The problem here also is the huge expectations and short memory of the Cricket obsessed sub-continent. We may not be worried about our performance in the Olymic and even at the Asian games; in fact we may not even know the names of our captains of other games. We don’t care how many medals we have won collectively as a region in the above international events. But Cricket is our national honour and no captain can puncture it by losing a game. 

Third, the Board should learn how to treat its heroes. Of course, Afridi was not an easy player; many sporting legends have their own eccentricities. The Board and the larger nation have to understand and even appreciate; more importantly, learn to handle them. Though the social media is ridiculing his repeated decisions to retire, it should also understand, why did that happen in the first place? What makes big players to get upset and unhappy?

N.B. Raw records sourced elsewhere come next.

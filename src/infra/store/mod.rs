//! [`FileStore`](crate::services::file_store::FileStore) implementations.

mod local;
mod memory;
mod s3;
mod webhdfs;

pub use local::LocalStore;
pub use memory::MemoryStore;
pub use s3::S3Store;
pub use webhdfs::WebHdfsStore;
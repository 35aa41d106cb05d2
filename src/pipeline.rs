//! One query-handling cycle: question in, session and response out.
//!
//! Queries are handled strictly one at a time. The session is passed in by
//! value and handed back with the exchange recorded, so the caller decides
//! when to persist it.

use serde::Serialize;
use tracing::{info, warn};

use crate::analyzers::{self, AggregationResult};
use crate::error::QueryError;
use crate::loader::{self, LoaderConfig};
use crate::router::{self, Intent};
use crate::services::chat_api::{ChatApi, Message};
use crate::services::file_store::FileStore;
use crate::session::Session;
use crate::source::SourceFile;

/// Shown when free-form chat is requested without an API credential.
pub const NO_CREDENTIAL_REPLY: &str =
    "The chat assistant is not configured. Set OPENAI_API_KEY to enable free-form questions.";

/// Shown when the chat API fails or answers with something unreadable.
pub const UPSTREAM_FAILURE_REPLY: &str =
    "Sorry, the chat assistant is unavailable right now. Please try again later.";

/// Shown for questions no keyword rule matches.
pub const UNRECOGNIZED_REPLY: &str = "Sorry, I can answer questions about total rides, \
     busiest pickup locations, average fare, peak hours, or green/yellow/fhv/fhvhv trip counts.";

/// Shown when no source could be loaded.
pub const NO_DATA_REPLY: &str = "No trip data is available right now.";

/// Everything a query needs besides the question itself.
pub struct QueryContext<'a> {
    pub store: &'a dyn FileStore,
    pub sources: &'a [SourceFile],
    pub loader: &'a LoaderConfig,
}

/// Payload handed to the presentation layer.
#[derive(Debug, Clone, PartialEq, Serialize)]
#[serde(tag = "status", rename_all = "snake_case")]
pub enum Reply {
    Answer {
        intent: Intent,
        result: AggregationResult,
    },
    /// Nothing could be loaded; distinct from an answer over zero rows.
    NoData,
    /// Blank input, rejected before routing.
    EmptyQuery,
    Unrecognized,
    Chat {
        content: String,
    },
    /// The chat path could not produce an answer; `content` is the fallback.
    ChatUnavailable {
        content: String,
    },
}

impl Reply {
    /// Text recorded as the assistant's turn in the conversation.
    pub fn transcript(&self) -> String {
        match self {
            Reply::Answer { result, .. } => result.to_string(),
            Reply::NoData => NO_DATA_REPLY.to_string(),
            Reply::EmptyQuery => QueryError::EmptyQuery.to_string(),
            Reply::Unrecognized => UNRECOGNIZED_REPLY.to_string(),
            Reply::Chat { content } | Reply::ChatUnavailable { content } => content.clone(),
        }
    }

    /// Short machine-readable status, used in the query log.
    pub fn status(&self) -> &'static str {
        match self {
            Reply::Answer { result, .. } if result.is_error() => "missing_column",
            Reply::Answer { .. } => "ok",
            Reply::NoData => "no_data",
            Reply::EmptyQuery => "empty_query",
            Reply::Unrecognized => "unrecognized",
            Reply::Chat { .. } => "chat",
            Reply::ChatUnavailable { .. } => "chat_unavailable",
        }
    }
}

/// A reply plus any non-fatal problems met while producing it.
#[derive(Debug, Clone, PartialEq, Serialize)]
pub struct Response {
    pub reply: Reply,
    pub warnings: Vec<String>,
}

impl Response {
    fn new(reply: Reply) -> Self {
        Self {
            reply,
            warnings: Vec::new(),
        }
    }
}

/// Answers `text` with the keyword router and the aggregation engine.
///
/// Blank input is rejected without touching the store. Questions no rule
/// matches are answered without loading data either.
#[tracing::instrument(skip(session, ctx), fields(sources = ctx.sources.len()))]
pub async fn handle_query(
    mut session: Session,
    ctx: &QueryContext<'_>,
    text: &str,
) -> (Session, Response) {
    let intent = match router::classify(text) {
        Ok(intent) => intent,
        Err(e) => {
            warn!(error = %e, "Rejected query");
            return (session, Response::new(Reply::EmptyQuery));
        }
    };

    let response = if intent == Intent::Unrecognized {
        info!("No rule matched");
        Response::new(Reply::Unrecognized)
    } else {
        let report = loader::load(ctx.store, ctx.sources, ctx.loader).await;
        let warnings = report.failures.iter().map(ToString::to_string).collect();

        let reply = if report.is_empty_dataset() {
            warn!("No source loaded");
            Reply::NoData
        } else {
            match analyzers::execute(intent, &report.table) {
                Some(result) => {
                    info!(%intent, rows = report.table.len(), %result, "Query answered");
                    Reply::Answer { intent, result }
                }
                None => Reply::Unrecognized,
            }
        };
        Response { reply, warnings }
    };

    session.record(text, &response.reply.transcript());
    (session, response)
}

/// Forwards `text`, with the whole active conversation as context, to a
/// chat-completion API. Without an API the fixed fallback is returned.
#[tracing::instrument(skip(session, api))]
pub async fn handle_chat(
    mut session: Session,
    api: Option<&dyn ChatApi>,
    text: &str,
) -> (Session, Response) {
    if let Err(e) = router::classify(text) {
        warn!(error = %e, "Rejected chat message");
        return (session, Response::new(Reply::EmptyQuery));
    }

    let response = match api {
        None => Response::new(Reply::ChatUnavailable {
            content: NO_CREDENTIAL_REPLY.to_string(),
        }),
        Some(api) => {
            let mut messages = session.active.clone();
            messages.push(Message::user(text));

            match api.complete(&messages).await {
                Ok(content) => Response::new(Reply::Chat { content }),
                Err(e) => {
                    warn!(error = %e, "Chat API call failed");
                    Response {
                        reply: Reply::ChatUnavailable {
                            content: UPSTREAM_FAILURE_REPLY.to_string(),
                        },
                        warnings: vec![e.to_string()],
                    }
                }
            }
        }
    };

    session.record(text, &response.reply.transcript());
    (session, response)
}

Not only the Board and relating to only cricket, but also the entire nation should know how to treat its heroes. From being a Scientist to Scholar to Sportsman, it is not easy to being popular in South Asia. We celebrate them one day and dump them on the second day; a nation that prosecutes its heroes or be indifferent is not the one worth dying for and may even be damned to live with mediocrity. 

Fourth, he certainly deserved a farewell series. Some Boards are known for it; look at the emotional farewells for Tendulkar, Sangakarra and Ponting. Remember how Ponting was carried by his fellow players with a guard of honour from South African players and the entire stadium erupting? Remember how the entire Indian nation was glued to the TV, when Tendulkar made that lengthy and emotional farewell speech? Remember the response from his team and that of the audience when Glen McGrath bowled his final ball in the ODIs? Or the final appearance of Brendon Mccullum, who now plays for Lahore Qalandars in Pakistan Super League?

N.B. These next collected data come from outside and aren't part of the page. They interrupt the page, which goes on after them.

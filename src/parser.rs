//! Chunked readers for trip files: plain CSV, gzip CSV and Parquet.
//!
//! Every reader hands rows to the caller in fixed-size [`Chunk`]s, in file
//! order, so a large file never has to be materialised as one row buffer.

use anyhow::Result;
use bytes::Bytes;
use chrono::{DateTime, NaiveDate, TimeDelta};
use flate2::read::GzDecoder;
use parquet::file::reader::{FileReader, SerializedFileReader};
use parquet::record::Field;
use std::collections::HashMap;
use std::io::Read;

use crate::source::SourceFormat;
use crate::table::{Chunk, Value};

/// Default number of rows per chunk.
pub const DEFAULT_CHUNK_SIZE: usize = 100_000;

/// Decodes `bytes` according to `format`, calling `on_chunk` for each block
/// of at most `chunk_size` rows. Returns the number of rows read.
///
/// A file with a header but no rows yields one empty chunk so its columns
/// are still known to the caller.
///
/// # Errors
///
/// Returns an error if the content is not valid for `format`.
pub fn read_chunks(
    bytes: Bytes,
    format: SourceFormat,
    chunk_size: usize,
    on_chunk: impl FnMut(Chunk),
) -> Result<usize> {
    match format {
        SourceFormat::Csv => read_csv_chunks(bytes.as_ref(), chunk_size, on_chunk),
        SourceFormat::CsvGzip => {
            read_csv_chunks(GzDecoder::new(bytes.as_ref()), chunk_size, on_chunk)
        }
        SourceFormat::Parquet => read_parquet_chunks(bytes, chunk_size, on_chunk),
    }
}

/// Reads delimited text with a header row.
pub fn read_csv_chunks<R: Read>(
    reader: R,
    chunk_size: usize,
    mut on_chunk: impl FnMut(Chunk),
) -> Result<usize> {
    let chunk_size = chunk_size.max(1);
    let mut rdr = csv::ReaderBuilder::new()
        .flexible(true)
        .trim(csv::Trim::All)
        .from_reader(reader);

    let headers: Vec<String> = rdr.headers()?.iter().map(str::to_string).collect();
    let width = headers.len();

    let mut chunk = Chunk::new(headers.clone());
    let mut total = 0;
    let mut emitted = false;

    for result in rdr.records() {
        let record = result?;
        let row = (0..width)
            .map(|i| record.get(i).map_or(Value::Null, Value::parse_cell))
            .collect();
        chunk.push_row(row);
        total += 1;

        if chunk.len() == chunk_size {
            on_chunk(std::mem::replace(&mut chunk, Chunk::new(headers.clone())));
            emitted = true;
        }
    }

    if !chunk.is_empty() || !emitted {
        on_chunk(chunk);
    }

    Ok(total)
}

/// Reads a Parquet file row by row, grouping rows into chunks.
pub fn read_parquet_chunks(
    bytes: Bytes,
    chunk_size: usize,
    mut on_chunk: impl FnMut(Chunk),
) -> Result<usize> {
    let chunk_size = chunk_size.max(1);
    let reader = SerializedFileReader::new(bytes)?;

    let headers: Vec<String> = reader
        .metadata()
        .file_metadata()
        .schema_descr()
        .root_schema()
        .get_fields()
        .iter()
        .map(|f| f.name().to_string())
        .collect();
    let positions: HashMap<&str, usize> = headers
        .iter()
        .enumerate()
        .map(|(i, name)| (name.as_str(), i))
        .collect();

    let mut chunk = Chunk::new(headers.clone());
    let mut total = 0;
    let mut emitted = false;

    for row in reader.get_row_iter(None)? {
        let row = row?;
        let mut values = vec![Value::Null; headers.len()];
        for (name, field) in row.get_column_iter() {
            if let Some(&pos) = positions.get(name.as_str()) {
                values[pos] = field_to_value(field);
            }
        }
        chunk.push_row(values);
        total += 1;

        if chunk.len() == chunk_size {
            on_chunk(std::mem::replace(&mut chunk, Chunk::new(headers.clone())));
            emitted = true;
        }
    }

    if !chunk.is_empty() || !emitted {
        on_chunk(chunk);
    }

    Ok(total)
}

fn field_to_value(field: &Field) -> Value {
    match field {
        Field::Null => Value::Null,
        Field::Bool(b) => Value::Int(i64::from(*b)),
        Field::Byte(v) => Value::Int(i64::from(*v)),
        Field::Short(v) => Value::Int(i64::from(*v)),
        Field::Int(v) => Value::Int(i64::from(*v)),
        Field::Long(v) => Value::Int(*v),
        Field::UByte(v) => Value::Int(i64::from(*v)),
        Field::UShort(v) => Value::Int(i64::from(*v)),
        Field::UInt(v) => Value::Int(i64::from(*v)),
        Field::ULong(v) => i64::try_from(*v).map_or(Value::Float(*v as f64), Value::Int),
        Field::Float(v) => Value::Float(f64::from(*v)),
        Field::Double(v) => {
            if v.is_nan() {
                Value::Null
            } else {
                Value::Float(*v)
            }
        }
        Field::Str(s) => Value::Text(s.clone()),
        Field::TimestampMillis(ms) => DateTime::from_timestamp_millis(*ms)
            .map_or(Value::Null, |ts| Value::Timestamp(ts.naive_utc())),
        Field::TimestampMicros(us) => DateTime::from_timestamp_micros(*us)
            .map_or(Value::Null, |ts| Value::Timestamp(ts.naive_utc())),
        Field::Date(days) => NaiveDate::from_ymd_opt(1970, 1, 1)
            .and_then(|epoch| epoch.checked_add_signed(TimeDelta::days(i64::from(*days))))
            .and_then(|d| d.and_hms_opt(0, 0, 0))
            .map_or(Value::Null, Value::Timestamp),
        other => Value::parse_cell(&other.to_string()),
    }
}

Pakistanis should remember, how Mahela Jayawardene was received when he played his last test match, for it was against them. When he walked to bat for the last time, the entire Pakistani team was there to receive him, with Younis and Misbah welcoming him and the stadium shouting “Ma-he-la”. 

Shahid Afridi’s contribution is no less, when compared to the above legends from India, Sri Lanka Australia and New Zealand. But there is a huge difference in terms of how Afridi was shown the door, when compared to the other great players of his time. 
 
Well Played Hero
 
Afridi, you certainly had few more games to play and perhaps even mentor and support the next captain. We respect your decision to hand the boots. We sincerely wish you had a farewell game and we are sorry, we could not give you one. The availability of your posters in Khan Market in New Delhi and elsewhere in India will tell your story, of how you had fans cutting across national boundaries. 

We will miss you. Well played hero. You are a legend. You are a free spirit. And you are Shahid Afridi.